Время, в котором он сейчас жил, непостижимо напоминало ему то окопное состояние. Холодком обдало спертую грудь — вот он, оскальзываясь на холодной глине, вытягивает себя на свет Божий из траншеи, чтобы перевалиться за бруствер, и уже готовится в нем страшный смертный нечеловеческий крик, который полетит вместе со всеми такими же окопниками до самых вражеских позиций, до самого конца. Да срывается стоптанный кирзач с неглубокого приступочка, проваливается нога в пустоту, на дно окопа, и в ту же секунду огненный шквал выбривает все узкое, ему предназначенное пространство. И подбирает всех, кто уже бежал по обе стороны этой прозрачной дороги.

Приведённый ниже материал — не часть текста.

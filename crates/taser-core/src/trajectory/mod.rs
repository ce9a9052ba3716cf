//! The trajectory collaborator interface.
//!
//! A [`Trajectory`] maps time to a `dim`-dimensional state. Every implementation in this
//! crate is linear in its control points, which lets the estimator bind a measurement
//! to exactly the scalar parameters active at the measurement time (the
//! [`SupportWindow`]) together with the basis weights needed to evaluate it.

mod bspline;
mod linear;

pub use bspline::UniformBSpline;
pub use linear::LinearTrajectory;

use crate::params::{ParamHandle, ParamStore};
use crate::{Real, TimeInterval};
use nalgebra::{DMatrix, DVector};
use thiserror::Error;

#[derive(Debug, Clone, PartialEq, Error)]
pub enum TrajectoryError {
    #[error("time {t} is outside the valid interval {valid}")]
    OutsideValidTime { t: Real, valid: TimeInterval },
    #[error("knot spacing must be positive and finite, got {0}")]
    InvalidKnotSpacing(Real),
    #[error("need at least {required} control points, got {got}")]
    TooFewControlPoints { required: usize, got: usize },
    #[error("control point has dimension {got}, expected {expected}")]
    ControlPointDimension { expected: usize, got: usize },
}

/// Time derivative order of a trajectory evaluation.
#[derive(Debug, Clone, Copy, PartialEq, Eq, Hash)]
pub enum Derivative {
    Value,
    First,
    Second,
}

impl Derivative {
    fn index(self) -> usize {
        match self {
            Derivative::Value => 0,
            Derivative::First => 1,
            Derivative::Second => 2,
        }
    }
}

/// Control points active at one time instant and their basis weights.
///
/// The state is `x(t) = sum_i w_i * c_i`, where `c_i` is the `i`-th listed control point.
/// Weights are stored for the value and the first two time derivatives.
#[derive(Debug, Clone, PartialEq)]
pub struct SupportWindow {
    pub dim: usize,
    pub control_points: Vec<usize>,
    weights: [Vec<Real>; 3],
}

impl SupportWindow {
    pub fn new(
        dim: usize,
        control_points: Vec<usize>,
        value: Vec<Real>,
        first: Vec<Real>,
        second: Vec<Real>,
    ) -> Self {
        debug_assert_eq!(value.len(), control_points.len());
        debug_assert_eq!(first.len(), control_points.len());
        debug_assert_eq!(second.len(), control_points.len());
        Self {
            dim,
            control_points,
            weights: [value, first, second],
        }
    }

    pub fn weights(&self, derivative: Derivative) -> &[Real] {
        &self.weights[derivative.index()]
    }

    /// Number of scalar parameters in the window.
    pub fn num_params(&self) -> usize {
        self.control_points.len() * self.dim
    }

    /// Scalar parameter handles, control point by control point.
    pub fn handles(&self) -> Vec<ParamHandle> {
        self.control_points
            .iter()
            .flat_map(|&cp| ParamStore::chunk_handles(cp, self.dim))
            .collect()
    }

    /// Evaluates the window given the local parameter values (ordered as [`Self::handles`]).
    pub fn combine(&self, local: &[Real], derivative: Derivative) -> DVector<Real> {
        debug_assert_eq!(local.len(), self.num_params());
        let mut out = DVector::zeros(self.dim);
        for (i, w) in self.weights(derivative).iter().enumerate() {
            for k in 0..self.dim {
                out[k] += w * local[i * self.dim + k];
            }
        }
        out
    }

    /// Jacobian of [`Self::combine`] with respect to the local parameters (`dim x num_params`).
    pub fn jacobian(&self, derivative: Derivative) -> DMatrix<Real> {
        let mut j = DMatrix::zeros(self.dim, self.num_params());
        for (i, w) in self.weights(derivative).iter().enumerate() {
            for k in 0..self.dim {
                j[(k, i * self.dim + k)] = *w;
            }
        }
        j
    }
}

/// A time-parameterized state function backed by a [`ParamStore`].
pub trait Trajectory {
    /// Interval on which the trajectory is defined.
    fn valid_time(&self) -> TimeInterval;
    fn is_locked(&self) -> bool;
    fn set_locked(&mut self, locked: bool);
    /// Dimension of the state (and of every control point).
    fn dim(&self) -> usize;
    fn params(&self) -> &ParamStore;
    fn params_mut(&mut self) -> &mut ParamStore;

    /// Minimal set of control points influencing the state at `t`.
    fn support_at(&self, t: Real) -> Result<SupportWindow, TrajectoryError>;

    fn parameters_active_at(&self, t: Real) -> Result<Vec<ParamHandle>, TrajectoryError> {
        Ok(self.support_at(t)?.handles())
    }

    fn evaluate(&self, t: Real, derivative: Derivative) -> Result<DVector<Real>, TrajectoryError> {
        let window = self.support_at(t)?;
        let local: Vec<Real> = window
            .handles()
            .into_iter()
            .map(|h| self.params().get(h).unwrap_or(Real::NAN))
            .collect();
        Ok(window.combine(&local, derivative))
    }

    fn num_control_points(&self) -> usize {
        if self.dim() == 0 {
            0
        } else {
            self.params().len() / self.dim()
        }
    }
}

/// Uniformly spaced knots shared by the concrete trajectories.
#[derive(Debug, Clone, Copy, PartialEq)]
struct UniformKnots {
    dt: Real,
    t0: Real,
}

impl UniformKnots {
    fn new(dt: Real, t0: Real) -> Result<Self, TrajectoryError> {
        if !(dt.is_finite() && dt > 0.0) {
            return Err(TrajectoryError::InvalidKnotSpacing(dt));
        }
        Ok(Self { dt, t0 })
    }

    fn valid_time(&self, num_segments: usize) -> TimeInterval {
        TimeInterval::new(self.t0, self.t0 + self.dt * num_segments as Real)
    }

    /// Segment index and normalized position `u in [0, 1)` of `t`.
    fn locate(&self, t: Real, num_segments: usize) -> Result<(usize, Real), TrajectoryError> {
        let valid = self.valid_time(num_segments);
        if num_segments == 0 || !valid.contains(t) {
            return Err(TrajectoryError::OutsideValidTime { t, valid });
        }
        let s = (t - self.t0) / self.dt;
        // rounding can push s onto the end knot of the last segment
        let segment = (s.floor() as usize).min(num_segments - 1);
        Ok((segment, s - segment as Real))
    }
}

fn check_control_points(
    dim: usize,
    control_points: &[DVector<Real>],
) -> Result<ParamStore, TrajectoryError> {
    let mut store = ParamStore::new();
    for cp in control_points {
        if cp.len() != dim {
            return Err(TrajectoryError::ControlPointDimension {
                expected: dim,
                got: cp.len(),
            });
        }
        store.push_chunk(cp.as_slice());
    }
    Ok(store)
}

И потом, когда он, спасенный нечаянным падением, успел пробежать это мертвое выжженное пространство и свалился во вражескую траншею, и после, когда, оглоушенный и помертвелый, лежал на дне воронки, наблюдая, как, словно в немом кино, наклонно падает на него стена опалово-черного огня и дыма, понимание несправедливости происходящего оказалось сильнее страха.